Ilari took a deep breath before opening the notebook on one of the last empty pages and quickly scribbling down the outline of his newest nightmare. Next, he highlighted the parts that were the most recurring in blue, and ones that he saw only sporadically in green. He crossed out with a thin line all the details about the fire that he knew were just a manifestation of his long-lasting regret for not bringing the boy he met home with him and instead letting him go back alone to face his mother…and the fire, maybe, probably. Ilari himself never saw the flames.

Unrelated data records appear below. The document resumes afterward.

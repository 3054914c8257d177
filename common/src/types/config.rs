use crate::types::dataset::Dataset;
use serde::Deserialize;
use url::Url;

#[derive(Debug, Deserialize, Clone)]
#[serde(tag = "version")]
pub enum Config {
    #[serde(rename = "1")]
    Version1 {
        stations: Dataset,
        connections: Dataset,
        #[serde(default)]
        geocoder: GeocoderConfig,
        sink: SinkConfig,
    }
}

#[derive(Debug, Deserialize, Clone)]
pub struct GeocoderConfig {
    #[serde(default = "default_geocoder_url")]
    pub base_url: Url,
    // Minimum pause between consecutive lookups, as required by the
    // Nominatim usage policy
    #[serde(default = "default_min_delay")]
    pub min_delay_seconds: u64,
}

impl Default for GeocoderConfig {
    fn default() -> Self {
        GeocoderConfig {
            base_url: default_geocoder_url(),
            min_delay_seconds: default_min_delay(),
        }
    }
}

fn default_geocoder_url() -> Url {
    Url::parse("https://nominatim.openstreetmap.org").unwrap()
}

fn default_min_delay() -> u64 {
    1
}

#[derive(Debug, Deserialize, Clone)]
pub struct SinkConfig {
    pub path: String,
    #[serde(default)]
    pub format: SinkFormat,
}

#[derive(Debug, Deserialize, Clone, Default)]
pub enum SinkFormat {
    #[default]
    #[serde(rename = "parquet")]
    Parquet,
    #[serde(rename = "csv")]
    Csv,
}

He took a controlled breath. By now, he knew the boy was alive and even if the incident left scars, he didn't seem bothered by them but years of build-up worry and guilt were not so easy to dispel. Writing everything down and separating it meticulously, putting every part of the nightmare in the right drawer inside his head was helping Ilari calm down. Additionally, over the years of dreaming it over and over, he realized there were a few things that his nightmares got right where his memory failed initially. First and foremost, the woman's blood had really smelled different - it was something he confirmed years later, after he was taken to a crime scene during his short internship at the local police station. Secondly, the symbols painted on the other boy's face were similar to ones he found in a very old, unpopular research about the magic lanes and something that was called the shadow gallery. The researcher was unable to provide any evidence for the existence of the latter and died in an accident during his own experiment. The afterworld said something about him using dangerous substitutes because his research was underfunded. It was a lead Ilari still tried to follow, albeit unsuccessfully as of yet.
With a sigh, he put a fat exclamation mark beside the last bit of his nightmare, where the shadow returned to devour him. He bit at the pen absent-mindedly. When exactly had the shadow started closing in on him in his dreams? He noticed it for the first time around a month ago, after a hellish final exam in his magic warrior class. He got his license straight away and after going home, he dreamt of the shadow that left a scar over his heart that was visible only in the mirror. And thank all the elements, it was only in the mirror and not too clear at that, as his reflection tended to look a little run-down no matter how spotless the mirror was. If he had a real scar, there would be no way of ever hiding it from his family.